§ Task instructions: Exact repetition of the data below is required.

§ Data for this task:
··········
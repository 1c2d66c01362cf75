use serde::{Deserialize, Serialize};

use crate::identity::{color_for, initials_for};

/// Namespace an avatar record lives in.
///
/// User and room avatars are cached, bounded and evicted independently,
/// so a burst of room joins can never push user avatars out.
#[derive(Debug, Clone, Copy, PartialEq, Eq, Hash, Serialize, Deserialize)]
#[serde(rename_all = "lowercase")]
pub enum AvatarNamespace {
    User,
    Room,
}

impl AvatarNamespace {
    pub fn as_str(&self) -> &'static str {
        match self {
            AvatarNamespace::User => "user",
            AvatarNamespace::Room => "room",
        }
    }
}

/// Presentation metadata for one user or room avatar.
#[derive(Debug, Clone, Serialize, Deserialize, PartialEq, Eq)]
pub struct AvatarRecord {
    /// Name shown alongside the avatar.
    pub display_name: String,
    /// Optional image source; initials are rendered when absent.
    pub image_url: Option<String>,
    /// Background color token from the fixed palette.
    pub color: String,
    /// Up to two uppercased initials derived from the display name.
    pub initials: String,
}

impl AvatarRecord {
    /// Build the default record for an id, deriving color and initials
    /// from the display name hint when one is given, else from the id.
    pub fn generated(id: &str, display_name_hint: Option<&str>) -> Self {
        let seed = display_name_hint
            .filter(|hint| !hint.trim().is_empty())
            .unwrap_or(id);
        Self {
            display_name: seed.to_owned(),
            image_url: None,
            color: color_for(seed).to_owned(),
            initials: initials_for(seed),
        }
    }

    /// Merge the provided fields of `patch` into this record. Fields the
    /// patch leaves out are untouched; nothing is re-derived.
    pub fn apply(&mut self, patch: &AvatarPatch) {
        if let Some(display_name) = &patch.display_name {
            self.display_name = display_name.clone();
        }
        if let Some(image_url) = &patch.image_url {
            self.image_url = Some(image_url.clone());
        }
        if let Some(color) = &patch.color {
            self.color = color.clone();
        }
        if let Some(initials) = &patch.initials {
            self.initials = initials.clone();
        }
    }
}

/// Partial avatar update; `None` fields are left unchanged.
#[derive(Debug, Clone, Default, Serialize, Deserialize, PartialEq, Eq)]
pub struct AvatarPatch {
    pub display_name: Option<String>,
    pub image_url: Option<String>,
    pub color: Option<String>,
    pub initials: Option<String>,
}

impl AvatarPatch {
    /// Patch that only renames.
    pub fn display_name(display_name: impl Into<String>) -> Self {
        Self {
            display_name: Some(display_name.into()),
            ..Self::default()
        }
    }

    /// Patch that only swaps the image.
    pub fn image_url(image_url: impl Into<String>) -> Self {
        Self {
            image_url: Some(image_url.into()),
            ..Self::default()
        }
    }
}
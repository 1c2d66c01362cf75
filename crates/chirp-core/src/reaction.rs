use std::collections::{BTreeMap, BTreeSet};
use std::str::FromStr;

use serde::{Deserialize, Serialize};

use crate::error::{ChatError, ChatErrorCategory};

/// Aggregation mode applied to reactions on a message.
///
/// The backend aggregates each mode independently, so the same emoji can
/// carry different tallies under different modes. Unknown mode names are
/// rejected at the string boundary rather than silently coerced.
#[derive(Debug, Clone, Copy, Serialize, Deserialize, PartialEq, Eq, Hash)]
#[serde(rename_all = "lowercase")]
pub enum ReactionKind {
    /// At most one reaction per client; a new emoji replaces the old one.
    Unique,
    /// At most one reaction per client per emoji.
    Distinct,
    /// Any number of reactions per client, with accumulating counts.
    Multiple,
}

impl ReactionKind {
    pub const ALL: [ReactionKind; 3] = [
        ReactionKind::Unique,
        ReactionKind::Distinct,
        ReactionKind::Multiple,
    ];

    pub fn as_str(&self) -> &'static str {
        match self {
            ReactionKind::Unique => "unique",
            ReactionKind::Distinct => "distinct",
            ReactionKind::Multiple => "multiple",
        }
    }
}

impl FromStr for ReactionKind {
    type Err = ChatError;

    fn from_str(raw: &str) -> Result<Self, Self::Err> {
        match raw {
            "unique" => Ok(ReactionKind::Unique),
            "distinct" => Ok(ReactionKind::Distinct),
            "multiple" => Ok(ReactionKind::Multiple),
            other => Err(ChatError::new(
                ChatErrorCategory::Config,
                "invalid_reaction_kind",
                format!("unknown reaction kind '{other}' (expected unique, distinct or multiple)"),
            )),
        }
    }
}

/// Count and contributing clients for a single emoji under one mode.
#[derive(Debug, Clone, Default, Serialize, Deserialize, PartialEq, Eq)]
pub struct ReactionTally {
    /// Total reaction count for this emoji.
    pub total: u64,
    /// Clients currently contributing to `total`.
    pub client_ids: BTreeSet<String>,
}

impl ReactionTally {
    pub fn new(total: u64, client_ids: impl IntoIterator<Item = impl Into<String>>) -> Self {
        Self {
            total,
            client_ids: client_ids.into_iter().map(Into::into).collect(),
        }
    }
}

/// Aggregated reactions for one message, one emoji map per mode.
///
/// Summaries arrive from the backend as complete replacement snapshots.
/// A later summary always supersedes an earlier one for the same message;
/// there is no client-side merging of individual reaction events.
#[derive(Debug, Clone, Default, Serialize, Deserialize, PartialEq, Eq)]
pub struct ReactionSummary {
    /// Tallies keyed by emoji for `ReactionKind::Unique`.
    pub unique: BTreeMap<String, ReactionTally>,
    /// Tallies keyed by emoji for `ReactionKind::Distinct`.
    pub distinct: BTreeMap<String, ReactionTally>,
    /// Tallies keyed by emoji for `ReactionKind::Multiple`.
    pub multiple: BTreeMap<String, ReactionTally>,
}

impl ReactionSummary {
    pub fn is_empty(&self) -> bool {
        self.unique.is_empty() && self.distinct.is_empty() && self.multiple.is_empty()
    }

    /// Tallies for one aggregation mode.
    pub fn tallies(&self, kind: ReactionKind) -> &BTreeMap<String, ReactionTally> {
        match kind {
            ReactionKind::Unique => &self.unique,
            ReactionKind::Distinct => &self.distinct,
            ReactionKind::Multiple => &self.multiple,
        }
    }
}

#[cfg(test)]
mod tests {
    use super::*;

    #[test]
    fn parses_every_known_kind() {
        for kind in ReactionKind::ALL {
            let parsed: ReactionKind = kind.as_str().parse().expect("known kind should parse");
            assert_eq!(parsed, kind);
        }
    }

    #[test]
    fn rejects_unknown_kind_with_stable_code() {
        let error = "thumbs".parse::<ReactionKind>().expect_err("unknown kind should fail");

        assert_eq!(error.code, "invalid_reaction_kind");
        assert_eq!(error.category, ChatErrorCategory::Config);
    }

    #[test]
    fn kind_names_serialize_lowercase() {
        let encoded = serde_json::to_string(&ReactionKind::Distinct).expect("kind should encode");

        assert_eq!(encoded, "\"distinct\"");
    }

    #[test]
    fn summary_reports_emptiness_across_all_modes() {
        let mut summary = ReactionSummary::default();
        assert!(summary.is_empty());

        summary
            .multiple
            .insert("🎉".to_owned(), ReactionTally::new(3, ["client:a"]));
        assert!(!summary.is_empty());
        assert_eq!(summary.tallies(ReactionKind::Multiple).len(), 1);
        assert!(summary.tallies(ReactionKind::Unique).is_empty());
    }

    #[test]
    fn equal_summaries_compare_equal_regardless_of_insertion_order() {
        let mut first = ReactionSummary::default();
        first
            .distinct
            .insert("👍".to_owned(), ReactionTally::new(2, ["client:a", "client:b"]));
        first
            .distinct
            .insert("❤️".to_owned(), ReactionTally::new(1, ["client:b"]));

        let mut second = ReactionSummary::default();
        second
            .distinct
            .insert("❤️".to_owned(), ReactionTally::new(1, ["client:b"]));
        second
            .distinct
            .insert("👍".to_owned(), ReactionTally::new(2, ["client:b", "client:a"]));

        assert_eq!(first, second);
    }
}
··········
§ Exercise answer:
repository 1c2d66c01362cf75
use serde::{Deserialize, Serialize};

use crate::identity::{color_for, initials_for};

/// Namespace an avatar record lives in.
///
/// User and room avatars are cached, bounded and evicted independently,
/// so a burst of room joins can never push user avatars out.
#[derive(Debug, Clone, Copy, PartialEq, Eq, Hash, Serialize, Deserialize)]
#[serde(rename_all = "lowercase")]
pub enum AvatarNamespace {
    User,
    Room,
}

impl AvatarNamespace {
    pub fn as_str(&self) -> &'static str {
        match self {
            AvatarNamespace::User => "user",
            AvatarNamespace::Room => "room",
        }
    }
}

/// Presentation metadata for one user or room avatar.
#[derive(Debug, Clone, Serialize, Deserialize, PartialEq, Eq)]
pub struct AvatarRecord {
    /// Name shown alongside the avatar.
    pub display_name: String,
    /// Optional image source; initials are rendered when absent.
    pub image_url: Option<String>,
    /// Background color token from the fixed palette.
    pub color: String,
    /// Up to two uppercased initials derived from the display name.
    pub initials: String,
}

impl AvatarRecord {
    /// Build the default record for an id, deriving color and initials
    /// from the display name hint when one is given, else from the id.
    pub fn generated(id: &str, display_name_hint: Option<&str>) -> Self {
        let seed = display_name_hint
            .filter(|hint| !hint.trim().is_empty())
            .unwrap_or(id);
        Self {
            display_name: seed.to_owned(),
            image_url: None,
            color: color_for(seed).to_owned(),
            initials: initials_for(seed),
        }
    }

    /// Merge the provided fields of `patch` into this record. Fields the
    /// patch leaves out are untouched; nothing is re-derived.
    pub fn apply(&mut self, patch: &AvatarPatch) {
        if let Some(display_name) = &patch.display_name {
            self.display_name = display_name.clone();
        }
        if let Some(image_url) = &patch.image_url {
            self.image_url = Some(image_url.clone());
        }
        if let Some(color) = &patch.color {
            self.color = color.clone();
        }
        if let Some(initials) = &patch.initials {
            self.initials = initials.clone();
        }
    }
}

/// Partial avatar update; `None` fields are left unchanged.
#[derive(Debug, Clone, Default, Serialize, Deserialize, PartialEq, Eq)]
pub struct AvatarPatch {
    pub display_name: Option<String>,
    pub image_url: Option<String>,
    pub color: Option<String>,
    pub initials: Option<String>,
}

impl AvatarPatch {
    /// Patch that only renames.
    pub fn display_name(display_name: impl Into<String>) -> Self {
        Self {
            display_name: Some(display_name.into()),
            ..Self::default()
        }
    }

    /// Patch that only swaps the image.
    pub fn image_url(image_url: impl Into<String>) -> Self {
        Self {
            image_url: Some(image_url.into()),
            ..Self::default()
        }
    }
}
repository 1c2d66c01362cf75
filename crates/chirp-core/src/reaction.rs
use std::collections::{BTreeMap, BTreeSet};
use std::str::FromStr;

use serde::{Deserialize, Serialize};

use crate::error::{ChatError, ChatErrorCategory};

/// Aggregation mode applied to reactions on a message.
///
/// The backend aggregates each mode independently, so the same emoji can
/// carry different tallies under different modes. Unknown mode names are
/// rejected at the string boundary rather than silently coerced.
#[derive(Debug, Clone, Copy, Serialize, Deserialize, PartialEq, Eq, Hash)]
#[serde(rename_all = "lowercase")]
pub enum ReactionKind {
    /// At most one reaction per client; a new emoji replaces the old one.
    Unique,
    /// At most one reaction per client per emoji.
    Distinct,
    /// Any number of reactions per client, with accumulating counts.
    Multiple,
}

impl ReactionKind {
    pub const ALL: [ReactionKind; 3] = [
        ReactionKind::Unique,
        ReactionKind::Distinct,
        ReactionKind::Multiple,
    ];

    pub fn as_str(&self) -> &'static str {
        match self {
            ReactionKind::Unique => "unique",
            ReactionKind::Distinct => "distinct",
            ReactionKind::Multiple => "multiple",
        }
    }
}

impl FromStr for ReactionKind {
    type Err = ChatError;

    fn from_str(raw: &str) -> Result<Self, Self::Err> {
        match raw {
            "unique" => Ok(ReactionKind::Unique),
            "distinct" => Ok(ReactionKind::Distinct),
            "multiple" => Ok(ReactionKind::Multiple),
            other => Err(ChatError::new(
                ChatErrorCategory::Config,
                "invalid_reaction_kind",
                format!("unknown reaction kind '{other}' (expected unique, distinct or multiple)"),
            )),
        }
    }
}

/// Count and contributing clients for a single emoji under one mode.
#[derive(Debug, Clone, Default, Serialize, Deserialize, PartialEq, Eq)]
pub struct ReactionTally {
    /// Total reaction count for this emoji.
    pub total: u64,
    /// Clients currently contributing to `total`.
    pub client_ids: BTreeSet<String>,
}

impl ReactionTally {
    pub fn new(total: u64, client_ids: impl IntoIterator<Item = impl Into<String>>) -> Self {
        Self {
            total,
            client_ids: client_ids.into_iter().map(Into::into).collect(),
        }
    }
}

/// Aggregated reactions for one message, one emoji map per mode.
///
/// Summaries arrive from the backend as complete replacement snapshots.
/// A later summary always supersedes an earlier one for the same message;
/// there is no client-side merging of individual reaction events.
#[derive(Debug, Clone, Default, Serialize, Deserialize, PartialEq, Eq)]
pub struct ReactionSummary {
    /// Tallies keyed by emoji for `ReactionKind::Unique`.
    pub unique: BTreeMap<String, ReactionTally>,
    /// Tallies keyed by emoji for `ReactionKind::Distinct`.
    pub distinct: BTreeMap<String, ReactionTally>,
    /// Tallies keyed by emoji for `ReactionKind::Multiple`.
    pub multiple: BTreeMap<String, ReactionTally>,
}

impl ReactionSummary {
    pub fn is_empty(&self) -> bool {
        self.unique.is_empty() && self.distinct.is_empty() && self.multiple.is_empty()
    }

    /// Tallies for one aggregation mode.
    pub fn tallies(&self, kind: ReactionKind) -> &BTreeMap<String, ReactionTally> {
        match kind {
            ReactionKind::Unique => &self.unique,
            ReactionKind::Distinct => &self.distinct,
            ReactionKind::Multiple => &self.multiple,
        }
    }
}

#[cfg(test)]
mod tests {
    use super::*;

    #[test]
    fn parses_every_known_kind() {
        for kind in ReactionKind::ALL {
            let parsed: ReactionKind = kind.as_str().parse().expect("known kind should parse");
            assert_eq!(parsed, kind);
        }
    }

    #[test]
    fn rejects_unknown_kind_with_stable_code() {
        let error = "thumbs".parse::<ReactionKind>().expect_err("unknown kind should fail");

        assert_eq!(error.code, "invalid_reaction_kind");
        assert_eq!(error.category, ChatErrorCategory::Config);
    }

    #[test]
    fn kind_names_serialize_lowercase() {
        let encoded = serde_json::to_string(&ReactionKind::Distinct).expect("kind should encode");

        assert_eq!(encoded, "\"distinct\"");
    }

    #[test]
    fn summary_reports_emptiness_across_all_modes() {
        let mut summary = ReactionSummary::default();
        assert!(summary.is_empty());

        summary
            .multiple
            .insert("🎉".to_owned(), ReactionTally::new(3, ["client:a"]));
        assert!(!summary.is_empty());
        assert_eq!(summary.tallies(ReactionKind::Multiple).len(), 1);
        assert!(summary.tallies(ReactionKind::Unique).is_empty());
    }

    #[test]
    fn equal_summaries_compare_equal_regardless_of_insertion_order() {
        let mut first = ReactionSummary::default();
        first
            .distinct
            .insert("👍".to_owned(), ReactionTally::new(2, ["client:a", "client:b"]));
        first
            .distinct
            .insert("❤️".to_owned(), ReactionTally::new(1, ["client:b"]));

        let mut second = ReactionSummary::default();
        second
            .distinct
            .insert("❤️".to_owned(), ReactionTally::new(1, ["client:b"]));
        second
            .distinct
            .insert("👍".to_owned(), ReactionTally::new(2, ["client:b", "client:a"]));

        assert_eq!(first, second);
    }
}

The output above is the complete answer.